- Input:
----

impl<'a> WorldAquifer<'a> {
    /// Creates the aquifer for one chunk.
    ///
    /// The cache covers the chunk plus the sites its 2×3×2 search can
    /// reach past the boundary.
    #[must_use]
    pub fn new(
        chunk_x: i32,
        chunk_z: i32,
        noises: &'a AquiferNoises,
        splitter: RandomSplitter,
        min_y: i32,
        height: u32,
        picker: FluidPicker,
        materials: AquiferMaterials,
    ) -> Self {
        let chunk_min_x = chunk_x * 16;
        let chunk_max_x = chunk_min_x + 15;
        let chunk_min_z = chunk_z * 16;
        let chunk_max_z = chunk_min_z + 15;

        let min_grid_x = grid_xz(chunk_min_x + SAMPLE_OFFSET_XZ);
        let max_grid_x = grid_xz(chunk_max_x + SAMPLE_OFFSET_XZ) + 1;
        let grid_size_x = (max_grid_x - min_grid_x + 1) as usize;

        let min_grid_y = grid_y(min_y + 1) - 1;
        let max_grid_y = grid_y(min_y + height as i32 + 1) + 1;
        let grid_size_y = (max_grid_y - min_grid_y + 1) as usize;

        let min_grid_z = grid_xz(chunk_min_z + SAMPLE_OFFSET_XZ);
        let max_grid_z = grid_xz(chunk_max_z + SAMPLE_OFFSET_XZ) + 1;
        let grid_size_z = (max_grid_z - min_grid_z + 1) as usize;

        let cache_size = grid_size_x * grid_size_y * grid_size_z;

        Self {
            noises,
            picker,
            materials,
            splitter,
            min_grid_x,
            min_grid_y,
            min_grid_z,
            grid_size_x,
            grid_size_z,
            site_cache: vec![None; cache_size].into_boxed_slice(),
            site_locations: vec![i64::MAX; cache_size].into_boxed_slice(),
            needs_tick: false,
        }
    }

    #[inline]
    fn cache_index(&self, grid_x: i32, grid_y: i32, grid_z: i32) -> usize {
        let x = (grid_x - self.min_grid_x) as usize;
        let y = (grid_y - self.min_grid_y) as usize;
        let z = (grid_z - self.min_grid_z) as usize;
        (y * self.grid_size_z + z) * self.grid_size_x + x
    }

    /// Similarity of two squared site distances: 1 when equal, 0 at a
    /// difference of [`SIMILARITY_RANGE`], negative beyond.
    #[inline]
    fn similarity(dist_sq_1: i32, dist_sq_2: i32) -> f64 {
        1.0 - f64::from(dist_sq_2 - dist_sq_1) / SIMILARITY_RANGE
    }

    fn resolve(
        &mut self,
        x: i32,
        y: i32,
        z: i32,
        density: f64,
        estimator: &mut SurfaceHeightEstimator<'_>,
    ) -> Option<MaterialId> {
        self.needs_tick = false;
        if density > 0.0 {
            return None;
        }

        let global = self.picker.fluid_level(x, y, z);
        if global.material_at(y, self.materials.air) == self.materials.lava {
            return Some(self.materials.lava);
        }

        let x_anchor = grid_xz(x + SAMPLE_OFFSET_XZ);
        let y_anchor = grid_y(y + 1);
        let z_anchor = grid_xz(z + SAMPLE_OFFSET_XZ);

        let mut dist_sq_1 = i32::MAX;
        let mut dist_sq_2 = i32::MAX;
        let mut dist_sq_3 = i32::MAX;
        let mut closest_1 = 0usize;
        let mut closest_2 = 0usize;
        let mut closest_3 = 0usize;

        for dx in 0..=1 {
            for dy in -1..=1 {
                for dz in 0..=1 {
                    let grid_x = x_anchor + dx;
                    let grid_y = y_anchor + dy;
                    let grid_z = z_anchor + dz;
                    let index = self.cache_index(grid_x, grid_y, grid_z);

                    let location = if self.site_locations[index] == i64::MAX {
                        let mut random = self.splitter.at(grid_x, grid_y, grid_z);
                        let loc = pack_site(
                            from_grid_xz(grid_x, random.next_i32_bounded(JITTER_XZ)),
                            from_grid_y(grid_y, random.next_i32_bounded(JITTER_Y)),
                            from_grid_xz(grid_z, random.next_i32_bounded(JITTER_XZ)),
                        );
                        self.site_locations[index] = loc;
                        loc
                    } else {
                        self.site_locations[index]
                    };

                    let sx = unpack_x(location) - x;
                    let sy = unpack_y(location) - y;
                    let sz = unpack_z(location) - z;
                    let dist = sx * sx + sy * sy + sz * sz;

                    // Insertion sort into the three closest; ties displace
                    // existing entries so later lattice cells win.
                    if dist_sq_1 >= dist {
                        closest_3 = closest_2;
                        closest_2 = closest_1;
                        closest_1 = index;
                        dist_sq_3 = dist_sq_2;
                        dist_sq_2 = dist_sq_1;
                        dist_sq_1 = dist;
                    } else if dist_sq_2 >= dist {
                        closest_3 = closest_2;
                        closest_2 = index;
                        dist_sq_3 = dist_sq_2;
                        dist_sq_2 = dist;
                    } else if dist_sq_3 >= dist {
                        closest_3 = index;
                        dist_sq_3 = dist;
                    }
                }
            }
        }

        let status_1 = self.site_status(closest_1, estimator);
        let similarity_12 = Self::similarity(dist_sq_1, dist_sq_2);
        let material = status_1.material_at(y, self.materials.air);

        if similarity_12 <= 0.0 {
            // Lone site: its column stands as-is.
            self.needs_tick = material != self.materials.air
                && status_1.max_y_exclusive() != global.max_y_exclusive();
            return Some(material);
        }

        // Water directly over the lava floor always ticks.
        if material == self.materials.water
            && self
                .picker
                .fluid_level(x, y - 1, z)
                .material_at(y - 1, self.materials.air)
                == self.materials.lava
        {
            self.needs_tick = true;
            return Some(material);
        }

        let mut barrier_value = None;
        let status_2 = self.site_status(closest_2, estimator);
        let pressure_12 = similarity_12
            * self.pressure(x, y, z, &mut barrier_value, &status_1, &status_2);

        if density + pressure_12 > 0.0 {
            return None;
        }

        let status_3 = self.site_status(closest_3, estimator);
        let similarity_13 = Self::similarity(dist_sq_1, dist_sq_3);
        if similarity_13 > 0.0 {
            let pressure_13 = similarity_12
                * similarity_13
                * self.pressure(x, y, z, &mut barrier_value, &status_1, &status_3);
            if density + pressure_13 > 0.0 {
                return None;
            }
        }

        let similarity_23 = Self::similarity(dist_sq_2, dist_sq_3);
        if similarity_23 > 0.0 {
            let pressure_23 = similarity_12
                * similarity_23
                * self.pressure(x, y, z, &mut barrier_value, &status_2, &status_3);
            if density + pressure_23 > 0.0 {
                return None;
            }
        }

        self.needs_tick = material != self.materials.air
            && (barrier_value.is_some()
                || status_1.max_y_exclusive() != global.max_y_exclusive());
        Some(material)
    }

    fn site_status(
        &mut self,
        index: usize,
        estimator: &mut SurfaceHeightEstimator<'_>,
    ) -> FluidLevel {
        if let Some(level) = &self.site_cache[index] {
            return level.clone();
        }

        let location = self.site_locations[index];
        let level = self.compute_fluid(
            unpack_x(location),
            unpack_y(location),
            unpack_z(location),
            estimator,
        );
        self.site_cache[index] = Some(level.clone());
        level
    }

    /// Resolves a site's fluid level from the covering surface estimate
    /// and the floodedness/spread noises.
    fn compute_fluid(
        &self,
        x: i32,
        y: i32,
        z: i32,
        estimator: &mut SurfaceHeightEstimator<'_>,
    ) -> FluidLevel {
        let global = self.picker.fluid_level(x, y, z);
        let cell_top = y + GRID_Y_SPACING;
        let cell_bottom = y - GRID_Y_SPACING;
        let mut lowest_surface = i32::MAX;
        let mut center_under_global_fluid = false;

        for (offset_x, offset_z) in SURFACE_SAMPLING_OFFSETS_IN_CHUNKS {
            let sample_x = x + (i32::from(offset_x) << 4);
            let sample_z = z + (i32::from(offset_z) << 4);

            let surface = estimator.estimate(sample_x, sample_z);
            let adjusted_surface = surface + SURFACE_SLACK;
            let is_center = offset_x == 0 && offset_z == 0;

            if is_center && cell_bottom > adjusted_surface {
                return global;
            }

            let pokes_above = cell_top > adjusted_surface;
            if pokes_above || is_center {
                let global_at_surface =
                    self.picker
                        .fluid_level(sample_x, adjusted_surface, sample_z);
                if global_at_surface.material_at(adjusted_surface, self.materials.air)
                    != self.materials.air
                {
                    if is_center {
                        center_under_global_fluid = true;
                    }
                    if pokes_above {
                        return global_at_surface;
                    }
                }
            }

            lowest_surface = lowest_surface.min(surface);
        }

        let surface_level =
            self.compute_surface_level(x, y, z, &global, lowest_surface, center_under_global_fluid);

        FluidLevel::new(
            surface_level,
            self.compute_fluid_type(x, y, z, &global, surface_level),
        )
    }

    fn compute_surface_level(
        &self,
        x: i32,
        y: i32,
        z: i32,
        global: &FluidLevel,
        lowest_surface: i32,
        center_under_global_fluid: bool,
    ) -> i32 {
        let distance_below_surface = lowest_surface + SURFACE_SLACK - y;
        let floodedness_factor = if center_under_global_fluid {
            clamped_map(f64::from(distance_below_surface), 0.0, 64.0, 1.0, 0.0)
        } else {
            0.0
        };

        let floodedness = self
            .noises
            .floodedness
            .sample(f64::from(x), f64::from(y) * 0.67, f64::from(z))
            .clamp(-1.0, 1.0);
        let fully_flooded_threshold = map(floodedness_factor, 1.0, 0.0, -0.3, 0.8);
        let partially_flooded_threshold = map(floodedness_factor, 1.0, 0.0, -0.8, 0.4);

        if floodedness - fully_flooded_threshold > 0.0 {
            global.max_y_exclusive()
        } else if floodedness - partially_flooded_threshold > 0.0 {
            self.compute_spread_level(x, y, z, lowest_surface)
        } else {
            WAY_BELOW_MIN_Y
        }
    }

    /// Quantized per-cell level offset for partially flooded sites.
    fn compute_spread_level(&self, x: i32, y: i32, z: i32, lowest_surface: i32) -> i32 {
        let cell_x = floor_div(x, LEVEL_CELL_XZ);
        let cell_y = floor_div(y, LEVEL_CELL_Y);
        let cell_z = floor_div(z, LEVEL_CELL_XZ);

        let cell_middle_y = cell_y * LEVEL_CELL_Y + LEVEL_CELL_Y / 2;

        let spread = self
            .noises
            .spread
            .sample(f64::from(cell_x), f64::from(cell_y), f64::from(cell_z))
            * 10.0;
        let quantized = ((spread / 3.0).floor() as i32) * 3;
        let target = cell_middle_y + quantized;

        lowest_surface.min(target)
    }

    fn compute_fluid_type(
        &self,
        x: i32,
        y: i32,
        z: i32,
        global: &FluidLevel,
        surface_level: i32,
    ) -> MaterialId {
        if surface_level <= LAVA_SURFACE_MAX
            && surface_level != WAY_BELOW_MIN_Y
            && global.fluid() != self.materials.lava
        {
            let cell_x = floor_div(x, TYPE_CELL_XZ);
            let cell_y = floor_div(y, LEVEL_CELL_Y);
            let cell_z = floor_div(z, TYPE_CELL_XZ);

            let lava = self
                .noises
                .lava
                .sample(f64::from(cell_x), f64::from(cell_y), f64::from(cell_z));
            if lava.abs() > LAVA_NOISE_CUTOFF {
                return self.materials.lava;
            }
        }

        global.fluid()
    }

    /// Pressure between two candidate fluid columns at a cell.
    ///
    /// A water/lava pair is an immediate wall. Same-type pairs at equal
    /// levels exert nothing; otherwise the gradient toward the mean level
    /// is sharpened by the barrier noise, consulted lazily and only for
    /// moderate gradients.
    fn pressure(
        &self,
        x: i32,
        y: i32,
        z: i32,
        barrier_value: &mut Option<f64>,
        status_1: &FluidLevel,
        status_2: &FluidLevel,
    ) -> f64 {
        let type_1 = status_1.material_at(y, self.materials.air);
        let type_2 = status_2.material_at(y, self.materials.air);

        if (type_1 == self.materials.lava && type_2 == self.materials.water)
            || (type_1 == self.materials.water && type_2 == self.materials.lava)
        {
            return 2.0;
        }

        let level_diff = (status_1.max_y_exclusive() - status_2.max_y_exclusive()).abs();
        if level_diff == 0 {
            return 0.0;
        }

        let mean_level = 0.5 * f64::from(status_1.max_y_exclusive() + status_2.max_y_exclusive());
        let above_mean = f64::from(y) + 0.5 - mean_level;
        let half_diff = f64::from(level_diff) / 2.0;
        let edge_distance = half_diff - above_mean.abs();

        let gradient = if above_mean > 0.0 {
            if edge_distance > 0.0 {
                edge_distance / 1.5
            } else {
                edge_distance / 2.5
            }
        } else {
            let below = 3.0 + edge_distance;
            if below > 0.0 { below / 3.0 } else { below / 10.0 }
        };

        let noise = if (-2.0..=2.0).contains(&gradient) {
            *barrier_value.get_or_insert_with(|| {
                self.noises
                    .barrier
                    .sample(f64::from(x), f64::from(y) * 0.5, f64::from(z))
            })
        } else {
            0.0
        };

        2.0 * (noise + gradient)
    }
}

----

- Task instructions: Bring together every line in the entries that holds the string "noises".

- Output below:
        noises: &'a AquiferNoises,
            noises,
    /// and the floodedness/spread noises.
            .noises
            .noises
                .noises
                self.noises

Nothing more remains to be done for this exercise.